No minor character is too trivial (including one introduced here and treated as though he's been around for a while). No roundabout plot point is too convoluted, and that includes the entire narrative arc of this first installment of the last chapter. Rowling earned every momentary dead end, underplayed demise, and reunion with characters past that came in the last book, while Kloves, especially in the previous and even more especially in this first half of the last movie, merely echoes with the hope of recapturing.
Harry Potter and the Deathly Hallows: Part 1 is an improvement on its predecessor, which bypassed the most important and intriguing aspect of the story in the revealing of the villain's past. Now, though, we have the opposite: a screenplay that mirrors almost every occurrence and has no sense of narrative thrust. Devotees of Rowling's books have clamored for faithfulness, and this movie, separated from its imminent conclusion and hence the vital part of the story, is what those shouts have wrought.

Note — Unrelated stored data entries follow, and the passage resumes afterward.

use itertools::Itertools;
use scanner::Token;

use crate::{
    visitor::{ExprVisitor, StmtVisitor},
    Expr, LiteralValue, Stmt,
};

/// Renders syntax trees in a fully parenthesized prefix notation, e.g.
/// `(+ 1 (group (* 2 3)))`.
#[derive(Debug, Default, Clone, Copy)]
pub struct AstPrinter;

impl AstPrinter {
    pub fn print_expr(&mut self, expr: &Expr) -> String {
        expr.accept(self)
    }

    pub fn print_stmt(&mut self, stmt: &Stmt) -> String {
        stmt.accept(self)
    }

    fn parenthesize<'e>(&mut self, name: &str, exprs: impl IntoIterator<Item = &'e Expr>) -> String {
        let parts = exprs.into_iter().map(|e| self.print_expr(e)).collect_vec();
        if parts.is_empty() {
            format!("({name})")
        } else {
            format!("({name} {})", parts.join(" "))
        }
    }
}

impl ExprVisitor<String> for AstPrinter {
    fn visit_literal(&mut self, value: &LiteralValue) -> String {
        match value {
            LiteralValue::Str(s) => format!("{s:?}"),
            _ => value.to_string(),
        }
    }

    fn visit_grouping(&mut self, expression: &Expr) -> String {
        self.parenthesize("group", [expression])
    }

    fn visit_unary(&mut self, operator: &Token, right: &Expr) -> String {
        self.parenthesize(operator.lexeme(), [right])
    }

    fn visit_binary(&mut self, left: &Expr, operator: &Token, right: &Expr) -> String {
        self.parenthesize(operator.lexeme(), [left, right])
    }

    fn visit_logical(&mut self, left: &Expr, operator: &Token, right: &Expr) -> String {
        self.parenthesize(operator.lexeme(), [left, right])
    }

    fn visit_ternary(
        &mut self,
        left: &Expr,
        left_operator: &Token,
        middle: &Expr,
        right_operator: &Token,
        right: &Expr,
    ) -> String {
        let name = format!("{}{}", left_operator.lexeme(), right_operator.lexeme());
        self.parenthesize(&name, [left, middle, right])
    }

    fn visit_variable(&mut self, name: &Token) -> String {
        name.lexeme().to_string()
    }

    fn visit_assign(&mut self, name: &Token, value: &Expr) -> String {
        format!("(assign {} {})", name.lexeme(), self.print_expr(value))
    }

    fn visit_call(&mut self, callee: &Expr, _paren: &Token, arguments: &[Expr]) -> String {
        self.parenthesize("call", std::iter::once(callee).chain(arguments))
    }
}

impl StmtVisitor<String> for AstPrinter {
    fn visit_expression_stmt(&mut self, expr: &Expr) -> String {
        self.parenthesize(";", [expr])
    }

    fn visit_print_stmt(&mut self, expr: &Expr) -> String {
        self.parenthesize("print", [expr])
    }

    fn visit_var_stmt(&mut self, name: &Token, initializer: Option<&Expr>) -> String {
        match initializer {
            Some(init) => format!("(var {} = {})", name.lexeme(), self.print_expr(init)),
            None => format!("(var {})", name.lexeme()),
        }
    }

    fn visit_block_stmt(&mut self, statements: &[Stmt]) -> String {
        let body: String = statements.iter().map(|s| self.print_stmt(s)).collect();
        format!("{{block {body}}}")
    }

    fn visit_if_stmt(
        &mut self,
        condition: &Expr,
        then_branch: &Stmt,
        else_branch: Option<&Stmt>,
    ) -> String {
        let condition = self.print_expr(condition);
        let then_branch = self.print_stmt(then_branch);
        match else_branch {
            Some(else_branch) => {
                format!("(if-else {condition} {then_branch} {})", self.print_stmt(else_branch))
            }
            None => format!("(if {condition} {then_branch})"),
        }
    }

    fn visit_while_stmt(&mut self, condition: &Expr, body: &Stmt) -> String {
        format!("(while {} {})", self.print_expr(condition), self.print_stmt(body))
    }
}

The movie opens with all three of our heroes acknowledging the end is nigh. Harry Potter (Daniel Radcliffe) watches as his guardians the Dursleys (left voiceless and losing their mild redemption) pack up and leave the house, as Harry reminisces in the cupboard under the stairs which he once called his bedroom. Hermione Granger (Emma Watson) erases her parents' memories of her and removes herself from all the family photos. Ron Weasley (Rupert Grint) stands outside his family home the Burrow and looks into the wide expanse of the unknown.
Director David Yates, who will have helmed half of the installments in the series when all is said and done, again takes an admirable stance of developing his central protagonists in silent scenes amidst—and, in one scene, during—the noise and flash of magic spells. The trio's time as students at Hogwarts is complete, so while their friends and acquaintances off-screen deal with the turncoat-or-is-he Severus Snape (Alan Rickman) as the school's headmaster, Harry, Hermione, and Ron are on the run in the woods, among the dales, and on the rocky cliffs of the English countryside.
Apart from an infiltration of the Ministry of Magic, where the evil Lord Voldemort (Ralph Fiennes), his Death Eaters, and other power-hungry bureaucrats (including Harry's old foe Dolores Umbridge (Imelda Staunton), who fits in quite well as an inquisitor) have taken over the government, printing propaganda pamphlets of the impurity of half-blood and muggle-born witches and wizards, the three are alone. Isolated from the world, surrounded by spells that block others from seeing or hearing them, and holding on to a pendant that houses a sliver of Voldemort's soul and puts the possessor in a rotten mood, the movie is, at its most effective times, devastatingly quiet.
Harry and Hermione share a silly dance just to smile again one more time. Ron sits alone in the tent, listening to pirate radio, hoping not to hear the names of any of their friends and family on the daily listing of the missing and dead. As juxtaposition, Ron must later face an imposing, monstrous blob that transforms itself into a vision of his own feelings of inferiority.
Not much happens in terms of plot during the heroes' extended seclusion, but Yates concentrates on the personalities. It's far more involving than what precedes it, during which Kloves goes step by avoidable step for the three to obtain the locket, even introducing a most uselessly critical character Mundungus Fletcher (Andy Linden) just so he can be a red herring. It's a tug-of-war battle between Yates' introspection and Kloves' literalism seen best perhaps when the emotional potential of Harry's visit to his hometown, where the ruins of his home stand as a memorial and reminder to the sacrifice of parents, is diverted into a Gothic horror sequence in a musty house where one minor revelation occurs.Harry Potter and the Deathly Hallows: Part 1 picks up near the end (especially in the telling of the tale of the titular objects—three means to try to avoid Death—in jagged, animated silhouette), but structurally, the narrative is mainly backstory leading to something resembling an inciting incident (but coming across more like a grave-robbing cliffhanger) for the final battle between Harry and his archnemesis. The build-up to part two is a fine tease to the end of a franchise that has quickly started to feel like a chore.